In 2005, Summer Zervos was a contestant
on the hit reality television show, The
Apprentice. At the time, Donald Trump not only produced, but also starred
in the show, which pitted contestants’ business skills against each other. Though
he “fired” her from the show, Zervos and Trump remained in touch. Zervos
alleges that two years later, President Trump kissed her twice on the lips
without her permission and that he made other unwanted sexual advances on her.
Zervos made her allegations as Trump’s presidential
election campaign ramped up in the summer and autumn of 2016. When asked about
these allegations, Trump repeatedly accused her of being dishonest, stating in public
that Zervos told “phony stories” and that her statements were “total fiction”
and “all false stuff.”[2]
Counseled
by leading women’s rights attorney Gloria Allred, Zervos filed a defamation lawsuit
in New York state court, alleging that Trump had harmed her reputation by implying
that she was a liar.[3] She argued that she
suffered financial losses and emotional distress.[4] In mid-March 2018, Judge
Schecter denied Trump’s motion to dismiss.

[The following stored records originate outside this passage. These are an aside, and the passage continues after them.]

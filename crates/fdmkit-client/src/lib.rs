//! # fdmkit-client
//!
//! HTTP [`Transport`](fdmkit_core::Transport) for Firepower Device Manager
//! appliances, built on reqwest.
//!
//! [`FdmClient`] renders operation paths against the configured server and
//! API prefix, authenticates with a bearer token, and maps non-2xx
//! responses to [`ReconcileError::Api`](fdmkit_core::ReconcileError::Api).
//! It also implements [`TokenRefresher`](fdmkit_core::TokenRefresher), so
//! [`FdmClient::refreshing`] yields a transport that survives token expiry.
//!
//! ## Example
//!
//! ```ignore
//! use fdmkit_client::{ClientConfig, FdmClient};
//! use fdmkit_core::{ResourceClient, models::NetworkObject};
//!
//! let client = FdmClient::new(ClientConfig::new("https://fdm.example.com")?.with_verify_tls(false))?;
//! client.login("admin", "secret").await?;
//!
//! let mut networks = ResourceClient::<NetworkObject, _>::new(client.refreshing());
//! networks.add(&NetworkObject::host("web", "10.0.0.1")).await?;
//! ```

mod client;
mod config;
mod session;

pub use client::FdmClient;
pub use config::{ClientConfig, DEFAULT_BASE_PATH, DEFAULT_TIMEOUT};
pub use session::{Session, TOKEN_PATH};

She cited both the statements that
Trump made while campaigning and his Twitter posts and found that that Zervos
had made a sufficient claim that Trump’s statements could constitute defamation.
As such, Zervos’s lawsuit can move forward.
In the United States’ history, four
sitting presidents have been subject to suits for private actions. Suits
against Presidents Theodore Roosevelt and Harry Truman were dismissed and one
involving President John F. Kennedy was settled. The fourth, Paula Jones’
lawsuit against President Bill Clinton, formed the basis of the 1997 Supreme
Court of the United States case, Clinton v. Jones. In that case, the
Supreme Court distinguished between “official” and “unofficial” conduct and ruled
that a sitting president may be sued for the latter, but not the former.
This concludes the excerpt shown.